Students Construct Radio Telescope for Astronomy Department
(Story contributed by Jim Smith)
When graduate student Amy Steele settled into her seat the first day of an upper-level Radio Astronomy course last January she was anticipating a rigorous four-month exploration of the discipline. The instructor, Meredith Hughes, who had just joined the Astronomy Department as an assistant professor, came with strong credentials in radio astronomy.
Steele was excited. After completing her undergraduate work at Williams College, she had taken four years off to work as the astronomy lab supervisor at the University of Texas at Arlington. Last fall she enrolled as a graduate student at Wesleyan.
“Radio astronomy is super powerful,” she said, “and it’s a very rewarding area to work in. It offers the potential for many discoveries in years to come.”

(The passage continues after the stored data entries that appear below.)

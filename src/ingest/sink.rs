use chrono::{DateTime, Utc};
use serde::Serialize;
use std::collections::BTreeMap;

use super::{FeatureValue, SinkError};
use crate::markers::MarkerId;

/// Identity assigned to a stored sample
pub type SampleId = u64;

/// A sample to be stored
#[derive(Debug, Clone, PartialEq, Serialize)]
pub struct SampleRecord {
    /// Sample name, unique together with the tag
    pub name: String,
    /// Optional tag distinguishing runs of the same sample
    pub tag: Option<String>,
    /// Free-text annotation
    pub annotation: Option<String>,
    /// Canonical keys of the cell table columns, in table order
    pub feature_list: Vec<String>,
    /// When the record was created
    pub entry_at: DateTime<Utc>,
}

impl SampleRecord {
    /// Create a sample record stamped with the current time
    pub fn new(name: &str) -> Self {
        Self {
            name: name.to_string(),
            tag: None,
            annotation: None,
            feature_list: Vec::new(),
            entry_at: Utc::now(),
        }
    }

    /// Set the tag
    pub fn with_tag(mut self, tag: &str) -> Self {
        self.tag = Some(tag.to_string());
        self
    }

    /// Set the annotation
    pub fn with_annotation(mut self, annotation: &str) -> Self {
        self.annotation = Some(annotation.to_string());
        self
    }
}

/// One cell: its typed feature columns plus the marker feature map
#[derive(Debug, Clone, PartialEq, Serialize)]
pub struct CellRow {
    /// Owning sample
    pub sample_id: SampleId,
    /// Id of the cell within its sample
    pub sample_cell_id: Option<i64>,
    /// Other feature columns by canonical name
    pub others: BTreeMap<String, FeatureValue>,
    /// Marker measurements keyed by canonical key (`"56_cl"`)
    pub features: serde_json::Map<String, serde_json::Value>,
}

/// Association between a sample and a marker it was stained for
#[derive(Debug, Clone, PartialEq, Serialize)]
pub struct SampleMarkerRow {
    /// Owning sample
    pub sample_id: SampleId,
    /// Registry id of the marker
    pub marker_id: MarkerId,
    /// Imaging channel
    pub channel_number: Option<i64>,
    /// Staining cycle
    pub cycle_number: Option<i64>,
    /// Optical filter
    pub filter: Option<String>,
    /// Excitation wavelength in nm
    pub excitation_wavelength: Option<f64>,
    /// Emission wavelength in nm
    pub emission_wavelength: Option<f64>,
}

/// Sample lookup predicates a sink must answer
#[derive(Debug, Clone, PartialEq, Eq)]
pub enum SamplePredicate {
    /// Case-insensitive exact match on name and tag
    NameTag {
        /// Sample name
        name: String,
        /// Sample tag; `None` only matches untagged samples
        tag: Option<String>,
    },
    /// Case-insensitive substring of name or tag
    Contains(String),
}

impl SamplePredicate {
    /// Exact name/tag predicate
    pub fn name_tag(name: &str, tag: Option<&str>) -> Self {
        SamplePredicate::NameTag {
            name: name.to_string(),
            tag: tag.map(str::to_string),
        }
    }

    /// Whether a sample satisfies the predicate
    pub fn matches(&self, sample: &SampleRecord) -> bool {
        match self {
            SamplePredicate::NameTag { name, tag } => {
                fold(&sample.name) == fold(name)
                    && match (&sample.tag, tag) {
                        (None, None) => true,
                        (Some(a), Some(b)) => fold(a) == fold(b),
                        _ => false,
                    }
            }
            SamplePredicate::Contains(query) => {
                let query = fold(query);
                fold(&sample.name).contains(&query)
                    || sample
                        .tag
                        .as_ref()
                        .is_some_and(|t| fold(t).contains(&query))
            }
        }
    }
}

/// Case folding shared by every sample predicate
fn fold(text: &str) -> String {
    text.to_lowercase()
}

/// The store ingestion writes into.
///
/// Writes happen inside a unit of work opened by [`IngestSink::begin`] and
/// closed by [`IngestSink::commit`] or [`IngestSink::rollback`]; a rolled
/// back unit leaves no trace.
pub trait IngestSink {
    /// Open a unit of work
    fn begin(&mut self) -> Result<(), SinkError>;

    /// Store a sample and return its assigned id
    fn insert_sample(&mut self, sample: &SampleRecord) -> Result<SampleId, SinkError>;

    /// Bulk insert cell rows, returning the number stored
    fn insert_cells(&mut self, rows: Vec<CellRow>) -> Result<usize, SinkError>;

    /// Bulk insert sample-marker associations, returning the number stored
    fn insert_sample_markers(&mut self, rows: Vec<SampleMarkerRow>) -> Result<usize, SinkError>;

    /// Samples matching a predicate, including ones in the open unit of work
    fn find_samples(
        &self,
        predicate: &SamplePredicate,
    ) -> Result<Vec<(SampleId, SampleRecord)>, SinkError>;

    /// Make the open unit of work permanent
    fn commit(&mut self) -> Result<(), SinkError>;

    /// Discard the open unit of work. A no-op when none is open.
    fn rollback(&mut self) -> Result<(), SinkError>;
}

#[derive(Debug, Clone, Default)]
struct Tables {
    samples: Vec<(SampleId, SampleRecord)>,
    cells: Vec<CellRow>,
    sample_markers: Vec<SampleMarkerRow>,
}

impl Tables {
    fn append(&mut self, other: Tables) {
        self.samples.extend(other.samples);
        self.cells.extend(other.cells);
        self.sample_markers.extend(other.sample_markers);
    }
}

/// In-memory [`IngestSink`], used for dry runs and tests
#[derive(Debug, Clone, Default)]
pub struct MemorySink {
    committed: Tables,
    pending: Option<Tables>,
    next_id: SampleId,
}

impl MemorySink {
    /// Create an empty sink
    pub fn new() -> Self {
        Self::default()
    }

    /// Whether a unit of work is open
    pub fn in_transaction(&self) -> bool {
        self.pending.is_some()
    }

    /// Committed samples
    pub fn samples(&self) -> &[(SampleId, SampleRecord)] {
        &self.committed.samples
    }

    /// Committed cell rows
    pub fn cells(&self) -> &[CellRow] {
        &self.committed.cells
    }

    /// Committed sample-marker associations
    pub fn sample_markers(&self) -> &[SampleMarkerRow] {
        &self.committed.sample_markers
    }

    /// Committed cells of one sample
    pub fn cells_for_sample(&self, sample_id: SampleId) -> impl Iterator<Item = &CellRow> {
        self.committed
            .cells
            .iter()
            .filter(move |c| c.sample_id == sample_id)
    }

    fn pending_mut(&mut self) -> Result<&mut Tables, SinkError> {
        self.pending.as_mut().ok_or(SinkError::NoTransaction)
    }
}

impl IngestSink for MemorySink {
    fn begin(&mut self) -> Result<(), SinkError> {
        if self.pending.is_some() {
            return Err(SinkError::TransactionActive);
        }
        self.pending = Some(Tables::default());
        Ok(())
    }

    fn insert_sample(&mut self, sample: &SampleRecord) -> Result<SampleId, SinkError> {
        let id = self.next_id + 1;
        self.pending_mut()?.samples.push((id, sample.clone()));
        // Ids are never reused, even after a rollback
        self.next_id = id;
        Ok(id)
    }

    fn insert_cells(&mut self, rows: Vec<CellRow>) -> Result<usize, SinkError> {
        let count = rows.len();
        self.pending_mut()?.cells.extend(rows);
        Ok(count)
    }

    fn insert_sample_markers(&mut self, rows: Vec<SampleMarkerRow>) -> Result<usize, SinkError> {
        let count = rows.len();
        self.pending_mut()?.sample_markers.extend(rows);
        Ok(count)
    }

    fn find_samples(
        &self,
        predicate: &SamplePredicate,
    ) -> Result<Vec<(SampleId, SampleRecord)>, SinkError> {
        let pending = self.pending.iter().flat_map(|t| t.samples.iter());
        Ok(self
            .committed
            .samples
            .iter()
            .chain(pending)
            .filter(|(_, sample)| predicate.matches(sample))
            .cloned()
            .collect())
    }

    fn commit(&mut self) -> Result<(), SinkError> {
        let pending = self.pending.take().ok_or(SinkError::NoTransaction)?;
        self.committed.append(pending);
        Ok(())
    }

    fn rollback(&mut self) -> Result<(), SinkError> {
        self.pending = None;
        Ok(())
    }
}
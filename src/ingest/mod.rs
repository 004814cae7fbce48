//! # Sample Ingestion
//!
//! Moves one sample complex (sample record, cell quantification table and
//! declared marker list) into an [`IngestSink`].
//!
//! ## Workflow
//!
//! 1. **Gate**: the headers and declared markers must pass
//!    [`CompatibilityChecker`](crate::compat::CompatibilityChecker)
//! 2. **Uniqueness**: no stored sample may share the name and tag
//! 3. **Write**: sample, chunked cell rows and sample-marker rows go into
//!    one unit of work
//! 4. **Finish**: commit, or roll back for dry runs and on any error
//!
//! Cell rows keep other features in typed columns described by
//! [`FeatureSchema`] and marker measurements in a map keyed by canonical
//! key (`"56_cl"`).

mod error;
mod schema;
mod sink;
mod table;
mod workflow;

#[cfg(test)]
mod tests;

pub use error::{IngestError, SinkError, TableError};
pub use schema::{
    column_sort_key, export_columns, round_to, FeatureSchema, FeatureType, FeatureValue,
    NUMERIC_PRECISION, NUMERIC_SCALE, SAMPLE_CELL_ID,
};
pub use sink::{CellRow, IngestSink, MemorySink, SampleId, SampleMarkerRow, SamplePredicate, SampleRecord};
pub use table::{CellTable, DeclaredMarker};
pub use workflow::{IngestOptions, IngestSummary, Ingestor, DEFAULT_CHUNK_SIZE, DEFAULT_DECIMALS};
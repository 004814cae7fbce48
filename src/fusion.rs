//! Fusing per-sample marker key lists into one ordered column list.
//!
//! Samples rarely carry the same marker columns. [`fuse_db_keys`] merges
//! their key lists for cross-sample queries, either keeping everything
//! (`union`) or only markers present in every sample (`intersection`).
//! Presence is judged by comparator identity, so `10001_cl` and `10004_cl`
//! count as the same column when antibody hosts are ignored.

use std::collections::HashSet;
use std::fmt;
use std::str::FromStr;

use crate::headers::{HeaderError, HeaderKey, HeaderKeyComparator, KeyIdentity};
use crate::markers::{ComparatorContext, MarkerId, MarkerLookup};

/// Errors raised while fusing key lists
#[derive(Debug, thiserror::Error)]
pub enum FusionError {
    /// Bad mode or empty input
    #[error("Invalid argument: {0}")]
    InvalidArgument(String),

    /// A key names a marker the lookup does not know
    #[error("Unknown marker id {0}")]
    UnknownMarker(MarkerId),
}

impl From<HeaderError> for FusionError {
    fn from(error: HeaderError) -> Self {
        match error {
            HeaderError::UnknownMarker(id) => FusionError::UnknownMarker(id),
            other => FusionError::InvalidArgument(other.to_string()),
        }
    }
}

/// How key lists are combined
#[derive(Debug, Clone, Copy, Default, PartialEq, Eq, Hash)]
pub enum FuseMode {
    /// Keep keys whose marker is present in every list
    #[default]
    Intersection,
    /// Keep every key from every list
    Union,
}

impl FuseMode {
    /// String form accepted by [`FromStr`]
    pub fn as_str(&self) -> &'static str {
        match self {
            FuseMode::Intersection => "intersection",
            FuseMode::Union => "union",
        }
    }
}

impl FromStr for FuseMode {
    type Err = FusionError;

    fn from_str(s: &str) -> Result<Self, Self::Err> {
        match s {
            "intersection" => Ok(FuseMode::Intersection),
            "union" => Ok(FuseMode::Union),
            other => Err(FusionError::InvalidArgument(format!(
                "mode must be one of `intersection`, `union`, but got `{}`",
                other
            ))),
        }
    }
}

impl fmt::Display for FuseMode {
    fn fmt(&self, f: &mut fmt::Formatter<'_>) -> fmt::Result {
        f.write_str(self.as_str())
    }
}

/// Fuse per-sample key lists into one list ordered by marker label.
///
/// The union is deduplicated on raw keys. The intersection is that same
/// sorted union, filtered to keys whose comparator identity occurs in every
/// list; comparator-equal keys therefore all survive together.
pub fn fuse_db_keys<L: MarkerLookup + ?Sized>(
    lookup: &L,
    key_lists: &[Vec<HeaderKey>],
    mode: FuseMode,
    ctx: ComparatorContext,
) -> Result<Vec<HeaderKey>, FusionError> {
    if key_lists.is_empty() {
        return Err(FusionError::InvalidArgument(
            "at least one key list is required".to_string(),
        ));
    }

    let cmp = HeaderKeyComparator::new(lookup, ctx);

    let mut seen = HashSet::new();
    let mut fused: Vec<HeaderKey> = key_lists
        .iter()
        .flatten()
        .filter(|key| seen.insert(**key))
        .copied()
        .collect();
    cmp.sort(&mut fused)?;

    if mode == FuseMode::Union {
        return Ok(fused);
    }

    let identity_sets = key_lists
        .iter()
        .map(|list| {
            list.iter()
                .map(|key| cmp.identity(key))
                .collect::<Result<HashSet<KeyIdentity>, _>>()
        })
        .collect::<Result<Vec<_>, _>>()?;

    let mut kept = Vec::with_capacity(fused.len());
    for key in fused {
        let identity = cmp.identity(&key)?;
        if identity_sets.iter().all(|set| set.contains(&identity)) {
            kept.push(key);
        }
    }
    Ok(kept)
}
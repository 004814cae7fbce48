//! # Marker Registry
//!
//! The single source of truth mapping any human-written marker or feature
//! spelling to a canonical identity.
//!
//! ## Registry file
//!
//! A registry is a tab-separated file with one row per entry:
//!
//! ```text
//! kind    id   name     fluor   anti   duplicate  aliases
//! marker  56   CD45                               CD45_1,CD-45
//! marker  105  DAPI                               DAPI_1,DAPI1
//! other        area                               Area,cell area
//! other        sample_cell_id                     cellID,CellId
//! ```
//!
//! Empty cells are absent values, `aliases` is comma-separated and lines
//! starting with `#` are ignored. `duplicate` may also be spelled
//! `replicate`. Marker rows without an `id` are numbered after the highest
//! explicit id.
//!
//! ## Identity
//!
//! Markers are unique on (name, fluor, anti, duplicate), compared without
//! regard to case. Aliases are matched after [`normalize_alias`]. Besides its
//! explicit aliases, each marker answers to its full label
//! (`name_fluor_anti_duplicate`) and, when no other entry claims it, its bare
//! name.
//!
//! Sensitivity-aware equality between markers lives in [`ComparatorContext`].

mod comparator;
mod error;
mod record;
mod registry;


pub use comparator::{
    ComparatorContext, ComparatorError, DuplicatePolicy, MarkerComparator, MarkerIdentity,
    MarkerLookup,
};
pub use error::RegistryError;
pub use record::{normalize_alias, Identity, Marker, MarkerId, NewMarker, OtherFeature, UniqueKey};
pub use registry::MarkerRegistry;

What neither Steele nor any of her fellow students was expecting was the opportunity to actually construct a radio telescope. But that was the task Hughes laid out for them after she had reviewed the course syllabus. Following design specifications for a small radio telescope (SRT) developed by Alan Rogers at MIT’s Haystack Observatory, the students would not only create a functional radio telescope, they would do so by the end of the semester.
The project was made all the more challenging by the fact that there was no kit for the device. “Haystack used to sell SRT kits,” Hughes explained. “Dozens of them were built and many are still in use. But as electronics improved, the original kits became obsolete. Just last summer Alan Rogers retooled the telescope design and they decided to stop producing kits and just publish the plans.
“Working from plans enhances the value of the learning experience,” she adds. “While many of the components are commercially produced, some parts have to be fabricated or assembled. For example, the main light-gathering component is a piece of copper tape wrapped around a foam rod, bolted inside a metal cake pan. It’s both challenging and fun for students.”
Hughes divided her class into three teams, each of which was responsible for a different part of the telescope. Each team would work separately, acquiring and assembling the components for its part of the telescope, but they would also interact.
To assist them with the project, the students recruited Mike Koziol, a Wesleyan electronics technician, and Dave and Bruce Strickland, from the university’s machine shop. Steele’s team was responsible for creating the telescope’s dish – fabricated from metal mesh upon a hoop-like frame – and attaching it to the rotor, the motorized arm that can position the dish to face any part of the sky.
Laiya Ackman, a Wesleyan sophomore, volunteered to help with the project. Though she was not a member of Hughes’ class, she was drawn by the learning opportunity. And alumnus Jon Wallace ’92 also pitched in to help. A science and mathematics teacher in the Meriden Public Schools, Wallace is a long-time member of the Society of Amateur Radio Astronomers (SARA) and has built several radio telescopes on his own. He got in touch with Hughes and offered to mentor the student groups after he read about the plan to build the SRT.
“One of the goals of SARA is to help people who are learning about radio astronomy,” said Wallace, who spent 10 years building his first radio telescope, a sometimes frustrating process during which, he says, he learned a lot about the technology. “It was fun to be involved in this project.”
Wesleyan is the first university to assemble an SRT from the upgraded system plans published by Haystack. The creation of the device speaks to the importance of the technology in modern astronomy. Of the 10 astronomers who have received Nobel prizes in astronomy, six used radio telescopes in their research. Quasars, pulsars, and the afterglow of the Big Bang have all been discoveries of radio astronomy.
Radio telescopes are highly complementary to optical telescopes. Able to see through cloud cover, they are not limited by weather. The radio sky is also quite different from the optical sky: Stars are very faint, but the remnants of exploding stars and distant supermassive black holes shine brightly.
Wesleyan’s SRT debuted on May 1, a warm spring day, when Hughes and her students held a “first light” party. Once all of the components were assembled on the observatory roof, the team successfully used the new device to detect the sun, proof that the telescope actually worked. Going forward it will allow Wesleyan students to detect more remote radio sources, map galactic rotation and conduct other kinds of astronomical research. It will be an essential tool in the university’s astronomy courses.
“Building it was a great learning exercise,” Steele said. “It was especially exciting to see the dish hoisted to the observatory roof and fitted into place, and then to see the telescope actually work. We were all really proud of our telescope.”